Question: When I buy a bag of carrots, some taste sweet and some taste like they'd been stored in Courtney Love's closet?
Answers:

carrots are weird little things. you know how there's a darker center of the carrot? that's vascular tissue and some structural cells. the outer lighter part? storage for sugar - this is the part that tastes deelicious.

things i suspect that are going on:

1. some farmer's market carrots are called 'cored' carrots because that center is so bad and tough you must discard it before eating the rest. lots of folks don't know about this. they're like carrot varietal sneaker bombs.

2. carrots in the grocery store, like most things in the grocery store, are bred to produce something beautiful instead of something that is tasty (see: tomatoes). big, straight carrots are grown in an environment that doesn't stockpile sugars well. keeping carrots unrefrigerated, in bags, and machine-washed all contribute to aerobic conditions or bacterial growth, things that decrease sugar content before they get to your mouth. older carrots have more time to use their stored sugars or develop bacteria that will.

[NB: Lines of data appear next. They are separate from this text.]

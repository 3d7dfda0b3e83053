use crate::math::Point3;

/// A display triangle tagged with the surface it was tessellated from.
#[derive(Debug, Clone, Copy, PartialEq, Eq)]
pub struct RenderTriangle {
    /// Indices into [`RenderMesh::positions`], counter-clockwise seen from outside.
    pub nodes: [usize; 3],
    /// Local index of the owning surface.
    pub surface: usize,
}

/// A display segment tagged with the edge it was tessellated from.
#[derive(Debug, Clone, Copy, PartialEq, Eq)]
pub struct RenderSegment {
    pub nodes: [usize; 2],
    /// Local index of the owning edge.
    pub edge: usize,
}

/// Display tessellation of an object's boundary, in object-local coordinates.
///
/// Geometry-level picking runs against this mesh rather than the exact
/// surfaces.
#[derive(Debug, Clone, Default)]
pub struct RenderMesh {
    pub positions: Vec<Point3>,
    pub triangles: Vec<RenderTriangle>,
    pub segments: Vec<RenderSegment>,
}

impl RenderMesh {
    /// Creates an empty render mesh.
    #[must_use]
    pub fn new() -> Self {
        Self::default()
    }

    /// Appends a position and returns its index.
    pub fn add_position(&mut self, p: Point3) -> usize {
        self.positions.push(p);
        self.positions.len() - 1
    }

    /// Appends a triangle owned by `surface`.
    pub fn add_triangle(&mut self, nodes: [usize; 3], surface: usize) {
        self.triangles.push(RenderTriangle { nodes, surface });
    }

    /// Appends a quad as two triangles `(0, 1, 2)` and `(2, 3, 0)`.
    pub fn add_quad(&mut self, nodes: [usize; 4], surface: usize) {
        self.add_triangle([nodes[0], nodes[1], nodes[2]], surface);
        self.add_triangle([nodes[2], nodes[3], nodes[0]], surface);
    }

    /// Appends a segment owned by `edge`.
    pub fn add_segment(&mut self, nodes: [usize; 2], edge: usize) {
        self.segments.push(RenderSegment { nodes, edge });
    }

    /// Corner positions of a triangle, or `None` if an index is out of range.
    #[must_use]
    pub fn triangle_points(&self, tri: &RenderTriangle) -> Option<[Point3; 3]> {
        let [a, b, c] = tri.nodes;
        Some([
            *self.positions.get(a)?,
            *self.positions.get(b)?,
            *self.positions.get(c)?,
        ])
    }

    /// End positions of a segment, or `None` if an index is out of range.
    #[must_use]
    pub fn segment_points(&self, seg: &RenderSegment) -> Option<[Point3; 2]> {
        Some([
            *self.positions.get(seg.nodes[0])?,
            *self.positions.get(seg.nodes[1])?,
        ])
    }
}

#[cfg(test)]
mod tests {
    use super::*;

    #[test]
    fn quad_splits_into_two_triangles() {
        let mut rm = RenderMesh::new();
        let ids: Vec<usize> = [(0.0, 0.0), (1.0, 0.0), (1.0, 1.0), (0.0, 1.0)]
            .iter()
            .map(|&(x, y)| rm.add_position(Point3::new(x, y, 0.0)))
            .collect();
        rm.add_quad([ids[0], ids[1], ids[2], ids[3]], 7);
        assert_eq!(rm.triangles.len(), 2);
        assert_eq!(rm.triangles[1].nodes, [2, 3, 0]);
        assert!(rm.triangles.iter().all(|t| t.surface == 7));
    }

    #[test]
    fn out_of_range_triangle_has_no_points() {
        let rm = RenderMesh::new();
        let tri = RenderTriangle {
            nodes: [0, 1, 2],
            surface: 0,
        };
        assert!(rm.triangle_points(&tri).is_none());
    }
}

here's what i think you should do.

avoid the regular old carrots. every grocery store sells them - the variety is imperator - and they're bred for size, not flavor. try to find any carrot that's not regular old. you'll probably have the most luck with nantes.

buy carrots that are cold and from somewhere nearby. dig for the ones on the dark, cold bottom of the display, especially if they still have their greens.

don't ever buy bagged carrots. (p.s. - baby carrots are just the same giant, tasteless carrots cut up. i know. i cried when i found that out, too).

if you buy carrots at the farmer's market, ask for samples and ask if they're cored. also try to go for shorter, chubbier carrots. i like to think those guys invested more energy in producing sugars than producing length. i don't have literature to back this up, but it hasn't failed me.